● **Action item**
For the word "await", find each line in the entries where it occurs and copy that line.

The input START

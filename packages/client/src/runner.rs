//! Interactive client session.
//!
//! Connects once and never reconnects: when the server closes the socket the
//! session ends.

use std::sync::Arc;

use livefeed_shared::protocol::{FeedCommand, ServerMessage};
use rustyline::{DefaultEditor, error::ReadlineError};
use tokio::sync::mpsc;

use crate::{
    connector::LiveFeedConnector,
    domain::{UserInput, parse_input},
    formatter::MessageFormatter,
    ui::{PROMPT, redisplay_prompt},
};

/// Run the interactive live-feed client
pub async fn run_client(url: String, auto_start: bool) -> Result<(), Box<dyn std::error::Error>> {
    let connector = LiveFeedConnector::new(url);
    connector.on_message(Arc::new(|message: &ServerMessage, _log: &[ServerMessage]| {
        print!("{}", MessageFormatter::format_message(message));
        redisplay_prompt();
    }));

    connector.connect().await?;
    println!("\nCommands: start, stop, log, quit. Press Ctrl+C to exit.\n");

    if auto_start {
        connector.send_command(FeedCommand::Start).await?;
    }

    let (input_tx, mut input_rx) = mpsc::unbounded_channel::<String>();

    // rustyline is blocking, so it gets its own thread
    let _readline_handle = std::thread::spawn(move || {
        let mut rl = match DefaultEditor::new() {
            Ok(rl) => rl,
            Err(e) => {
                eprintln!("Failed to initialize readline: {}", e);
                return;
            }
        };

        loop {
            match rl.readline(PROMPT) {
                Ok(line) => {
                    let line = line.trim();
                    if !line.is_empty() {
                        rl.add_history_entry(line).ok();
                        if input_tx.send(line.to_string()).is_err() {
                            break;
                        }
                    }
                }
                Err(ReadlineError::Interrupted) => {
                    tracing::info!("Interrupted");
                    break;
                }
                Err(ReadlineError::Eof) => {
                    tracing::info!("EOF");
                    break;
                }
                Err(err) => {
                    tracing::error!("Readline error: {}", err);
                    break;
                }
            }
        }
    });

    let closed = connector.wait_closed();
    tokio::pin!(closed);

    loop {
        tokio::select! {
            _ = &mut closed => {
                tracing::info!("Connection closed by server, exiting");
                break;
            }
            line = input_rx.recv() => {
                let Some(line) = line else {
                    break;
                };
                match parse_input(&line) {
                    UserInput::Command(command) => connector.send_command(command).await?,
                    UserInput::Log => {
                        print!("{}", MessageFormatter::format_log_summary(&connector.messages()));
                        redisplay_prompt();
                    }
                    UserInput::Quit => break,
                    UserInput::Unknown(input) => {
                        print!("{}", MessageFormatter::format_unknown_input(&input));
                        redisplay_prompt();
                    }
                }
            }
        }
    }

    connector.close().await;
    Ok(())
}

The input END

● **Expected answer**
    connector.connect().await?;
        connector.send_command(FeedCommand::Start).await?;
                    UserInput::Command(command) => connector.send_command(command).await?,
    connector.close().await;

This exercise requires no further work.